Brief: The entries below must be restated word for word.

Recorded data:
= = =

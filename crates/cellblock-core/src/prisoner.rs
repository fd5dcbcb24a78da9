//! Prisoner state

use cellblock_api::{Location, PrisonerView};
use cellblock_store::PrisonerRecord;
use cellblock_util::{JailName, SubjectId};
use chrono::{DateTime, Local};
use std::time::Duration;
use tracing::warn;

use crate::{SentenceClock, MAX_SENTENCE};

/// Where a prisoner stood before they were jailed
#[derive(Debug, Clone, PartialEq)]
pub enum LastLocation {
    Known(Location),
    /// Jailed while offline and not seen since
    Unknown,
}

impl LastLocation {
    pub fn known(&self) -> Option<&Location> {
        match self {
            LastLocation::Known(location) => Some(location),
            LastLocation::Unknown => None,
        }
    }

    pub fn is_unknown(&self) -> bool {
        matches!(self, LastLocation::Unknown)
    }
}

impl From<Option<Location>> for LastLocation {
    fn from(location: Option<Location>) -> Self {
        location.map_or(LastLocation::Unknown, LastLocation::Known)
    }
}

/// A jailed subject
#[derive(Debug, Clone, PartialEq)]
pub struct Prisoner {
    pub id: SubjectId,
    pub display_name: Option<String>,
    pub jail: JailName,
    pub jailed_by: Option<String>,
    pub reason: Option<String>,
    pub sentence: SentenceClock,
    /// Length at jailing time, for reporting
    pub total_sentence: Duration,
    pub last_location: LastLocation,
    /// Groups captured at jailing time and restored at release
    pub primary_group: Option<String>,
    pub parent_groups: Vec<String>,
    /// Sentence served, waiting for the subject to come back online
    pub released: bool,
    pub(crate) generation: u64,
}

impl Prisoner {
    /// Jailing generation; group lookups for older generations are discarded
    pub fn generation(&self) -> u64 {
        self.generation
    }

    pub fn time_left(&self, now: DateTime<Local>) -> Duration {
        if self.released {
            Duration::ZERO
        } else {
            self.sentence.time_left(now)
        }
    }

    /// Name to use in messages and command placeholders
    pub fn label(&self) -> String {
        self.display_name
            .clone()
            .unwrap_or_else(|| self.id.to_string())
    }

    pub fn to_record(&self, now: DateTime<Local>) -> PrisonerRecord {
        // Rounded up so a prisoner with time left never reads back as released
        let seconds_left = self.time_left(now).as_secs_f64().ceil() as u64;

        PrisonerRecord {
            uuid: self.id,
            name: self.display_name.clone(),
            jail: self.jail.clone(),
            jailed_by: self.jailed_by.clone(),
            seconds_left,
            total_sentence_time: self.total_sentence.as_secs(),
            reason: self.reason.clone(),
            last_location: self.last_location.known().cloned(),
            group: self.primary_group.clone(),
            extra_groups: self.parent_groups.clone(),
        }
    }

    /// Rebuild from storage; `running` selects the deadline representation
    pub fn from_record(
        record: PrisonerRecord,
        running: bool,
        generation: u64,
        now: DateTime<Local>,
    ) -> Self {
        let mut left = Duration::from_secs(record.seconds_left);
        if left > MAX_SENTENCE {
            warn!(subject = %record.uuid, seconds_left = record.seconds_left, "Stored sentence too long; capping");
            left = MAX_SENTENCE;
        }

        Self {
            id: record.uuid,
            display_name: record.name,
            jail: record.jail,
            jailed_by: record.jailed_by,
            reason: record.reason,
            sentence: SentenceClock::start(left, running, now),
            total_sentence: Duration::from_secs(record.total_sentence_time).min(MAX_SENTENCE),
            last_location: record.last_location.into(),
            primary_group: record.group,
            parent_groups: record.extra_groups,
            released: record.seconds_left == 0,
            generation,
        }
    }

    pub fn view(&self, now: DateTime<Local>) -> PrisonerView {
        PrisonerView {
            subject: self.id,
            name: self.display_name.clone(),
            jail: self.jail.clone(),
            jailed_by: self.jailed_by.clone(),
            reason: self.reason.clone(),
            clock: self.sentence.kind(),
            time_left: self.time_left(now),
            deadline: match self.sentence {
                SentenceClock::Deadline(deadline) if !self.released => Some(deadline),
                _ => None,
            },
            total_sentence: self.total_sentence,
            last_location: self.last_location.known().cloned(),
            primary_group: self.primary_group.clone(),
            parent_groups: self.parent_groups.clone(),
            released: self.released,
        }
    }
}

#[cfg(test)]
mod tests {
    use super::*;

    fn prisoner(now: DateTime<Local>) -> Prisoner {
        Prisoner {
            id: SubjectId::new(),
            display_name: Some("Steve".into()),
            jail: JailName::new("max"),
            jailed_by: Some("Alex".into()),
            reason: Some("griefing".into()),
            sentence: SentenceClock::start(Duration::from_secs(120), true, now),
            total_sentence: Duration::from_secs(120),
            last_location: LastLocation::Known(Location::new("world", 1.0, 2.0, 3.0)),
            primary_group: Some("default".into()),
            parent_groups: vec!["default".into()],
            released: false,
            generation: 1,
        }
    }

    #[test]
    fn test_record_round_trip() {
        let now = cellblock_util::now();
        let original = prisoner(now);

        let record = original.to_record(now);
        assert_eq!(record.seconds_left, 120);

        let restored = Prisoner::from_record(record, true, 1, now);
        assert_eq!(restored, original);
    }

    #[test]
    fn test_oversized_stored_sentence_is_capped() {
        let now = cellblock_util::now();
        let mut record = prisoner(now).to_record(now);
        record.seconds_left = u64::MAX;
        record.total_sentence_time = u64::MAX;

        let restored = Prisoner::from_record(record, true, 1, now);
        assert_eq!(restored.time_left(now), MAX_SENTENCE);
        assert_eq!(restored.total_sentence, MAX_SENTENCE);
        assert!(!restored.released);
    }

    #[test]
    fn test_partial_second_not_released() {
        let now = cellblock_util::now();
        let p = prisoner(now);
        let almost = now + chrono::Duration::milliseconds(119_500);

        let record = p.to_record(almost);
        assert_eq!(record.seconds_left, 1);
        assert!(!Prisoner::from_record(record, false, 2, almost).released);
    }

    #[test]
    fn test_released_reads_back_released() {
        let now = cellblock_util::now();
        let mut p = prisoner(now);
        p.released = true;

        let restored = Prisoner::from_record(p.to_record(now), false, 2, now);
        assert!(restored.released);
        assert_eq!(restored.time_left(now), Duration::ZERO);
    }

    #[test]
    fn test_unknown_location_round_trip() {
        let now = cellblock_util::now();
        let mut p = prisoner(now);
        p.last_location = LastLocation::Unknown;

        let record = p.to_record(now);
        assert_eq!(record.last_location, None);
        assert!(Prisoner::from_record(record, false, 1, now).last_location.is_unknown());
    }

    #[test]
    fn test_view_hides_deadline_when_frozen() {
        let now = cellblock_util::now();
        let mut p = prisoner(now);
        assert!(p.view(now).deadline.is_some());

        p.sentence = p.sentence.to_remaining(now);
        let view = p.view(now);
        assert!(view.deadline.is_none());
        assert_eq!(view.time_left, Duration::from_secs(120));
        assert_eq!(view.reason.as_deref(), Some("griefing"));
    }
}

= = =

Result of this exercise:
filename crates/cellblock-core/src/prisoner.rs
repository fd5dcbcb24a78da9
//! Prisoner state

use cellblock_api::{Location, PrisonerView};
use cellblock_store::PrisonerRecord;
use cellblock_util::{JailName, SubjectId};
use chrono::{DateTime, Local};
use std::time::Duration;
use tracing::warn;

use crate::{SentenceClock, MAX_SENTENCE};

/// Where a prisoner stood before they were jailed
#[derive(Debug, Clone, PartialEq)]
pub enum LastLocation {
    Known(Location),
    /// Jailed while offline and not seen since
    Unknown,
}

impl LastLocation {
    pub fn known(&self) -> Option<&Location> {
        match self {
            LastLocation::Known(location) => Some(location),
            LastLocation::Unknown => None,
        }
    }

    pub fn is_unknown(&self) -> bool {
        matches!(self, LastLocation::Unknown)
    }
}

impl From<Option<Location>> for LastLocation {
    fn from(location: Option<Location>) -> Self {
        location.map_or(LastLocation::Unknown, LastLocation::Known)
    }
}

/// A jailed subject
#[derive(Debug, Clone, PartialEq)]
pub struct Prisoner {
    pub id: SubjectId,
    pub display_name: Option<String>,
    pub jail: JailName,
    pub jailed_by: Option<String>,
    pub reason: Option<String>,
    pub sentence: SentenceClock,
    /// Length at jailing time, for reporting
    pub total_sentence: Duration,
    pub last_location: LastLocation,
    /// Groups captured at jailing time and restored at release
    pub primary_group: Option<String>,
    pub parent_groups: Vec<String>,
    /// Sentence served, waiting for the subject to come back online
    pub released: bool,
    pub(crate) generation: u64,
}

impl Prisoner {
    /// Jailing generation; group lookups for older generations are discarded
    pub fn generation(&self) -> u64 {
        self.generation
    }

    pub fn time_left(&self, now: DateTime<Local>) -> Duration {
        if self.released {
            Duration::ZERO
        } else {
            self.sentence.time_left(now)
        }
    }

    /// Name to use in messages and command placeholders
    pub fn label(&self) -> String {
        self.display_name
            .clone()
            .unwrap_or_else(|| self.id.to_string())
    }

    pub fn to_record(&self, now: DateTime<Local>) -> PrisonerRecord {
        // Rounded up so a prisoner with time left never reads back as released
        let seconds_left = self.time_left(now).as_secs_f64().ceil() as u64;

        PrisonerRecord {
            uuid: self.id,
            name: self.display_name.clone(),
            jail: self.jail.clone(),
            jailed_by: self.jailed_by.clone(),
            seconds_left,
            total_sentence_time: self.total_sentence.as_secs(),
            reason: self.reason.clone(),
            last_location: self.last_location.known().cloned(),
            group: self.primary_group.clone(),
            extra_groups: self.parent_groups.clone(),
        }
    }

    /// Rebuild from storage; `running` selects the deadline representation
    pub fn from_record(
        record: PrisonerRecord,
        running: bool,
        generation: u64,
        now: DateTime<Local>,
    ) -> Self {
        let mut left = Duration::from_secs(record.seconds_left);
        if left > MAX_SENTENCE {
            warn!(subject = %record.uuid, seconds_left = record.seconds_left, "Stored sentence too long; capping");
            left = MAX_SENTENCE;
        }

        Self {
            id: record.uuid,
            display_name: record.name,
            jail: record.jail,
            jailed_by: record.jailed_by,
            reason: record.reason,
            sentence: SentenceClock::start(left, running, now),
            total_sentence: Duration::from_secs(record.total_sentence_time).min(MAX_SENTENCE),
            last_location: record.last_location.into(),
            primary_group: record.group,
            parent_groups: record.extra_groups,
            released: record.seconds_left == 0,
            generation,
        }
    }

    pub fn view(&self, now: DateTime<Local>) -> PrisonerView {
        PrisonerView {
            subject: self.id,
            name: self.display_name.clone(),
            jail: self.jail.clone(),
            jailed_by: self.jailed_by.clone(),
            reason: self.reason.clone(),
            clock: self.sentence.kind(),
            time_left: self.time_left(now),
            deadline: match self.sentence {
                SentenceClock::Deadline(deadline) if !self.released => Some(deadline),
                _ => None,
            },
            total_sentence: self.total_sentence,
            last_location: self.last_location.known().cloned(),
            primary_group: self.primary_group.clone(),
            parent_groups: self.parent_groups.clone(),
            released: self.released,
        }
    }
}

#[cfg(test)]
mod tests {
    use super::*;

    fn prisoner(now: DateTime<Local>) -> Prisoner {
        Prisoner {
            id: SubjectId::new(),
            display_name: Some("Steve".into()),
            jail: JailName::new("max"),
            jailed_by: Some("Alex".into()),
            reason: Some("griefing".into()),
            sentence: SentenceClock::start(Duration::from_secs(120), true, now),
            total_sentence: Duration::from_secs(120),
            last_location: LastLocation::Known(Location::new("world", 1.0, 2.0, 3.0)),
            primary_group: Some("default".into()),
            parent_groups: vec!["default".into()],
            released: false,
            generation: 1,
        }
    }

    #[test]
    fn test_record_round_trip() {
        let now = cellblock_util::now();
        let original = prisoner(now);

        let record = original.to_record(now);
        assert_eq!(record.seconds_left, 120);

        let restored = Prisoner::from_record(record, true, 1, now);
        assert_eq!(restored, original);
    }

    #[test]
    fn test_oversized_stored_sentence_is_capped() {
        let now = cellblock_util::now();
        let mut record = prisoner(now).to_record(now);
        record.seconds_left = u64::MAX;
        record.total_sentence_time = u64::MAX;

        let restored = Prisoner::from_record(record, true, 1, now);
        assert_eq!(restored.time_left(now), MAX_SENTENCE);
        assert_eq!(restored.total_sentence, MAX_SENTENCE);
        assert!(!restored.released);
    }

    #[test]
    fn test_partial_second_not_released() {
        let now = cellblock_util::now();
        let p = prisoner(now);
        let almost = now + chrono::Duration::milliseconds(119_500);

        let record = p.to_record(almost);
        assert_eq!(record.seconds_left, 1);
        assert!(!Prisoner::from_record(record, false, 2, almost).released);
    }

    #[test]
    fn test_released_reads_back_released() {
        let now = cellblock_util::now();
        let mut p = prisoner(now);
        p.released = true;

        let restored = Prisoner::from_record(p.to_record(now), false, 2, now);
        assert!(restored.released);
        assert_eq!(restored.time_left(now), Duration::ZERO);
    }

    #[test]
    fn test_unknown_location_round_trip() {
        let now = cellblock_util::now();
        let mut p = prisoner(now);
        p.last_location = LastLocation::Unknown;

        let record = p.to_record(now);
        assert_eq!(record.last_location, None);
        assert!(Prisoner::from_record(record, false, 1, now).last_location.is_unknown());
    }

    #[test]
    fn test_view_hides_deadline_when_frozen() {
        let now = cellblock_util::now();
        let mut p = prisoner(now);
        assert!(p.view(now).deadline.is_some());

        p.sentence = p.sentence.to_remaining(now);
        let view = p.view(now);
        assert!(view.deadline.is_none());
        assert_eq!(view.time_left, Duration::from_secs(120));
        assert_eq!(view.reason.as_deref(), Some("griefing"));
    }
}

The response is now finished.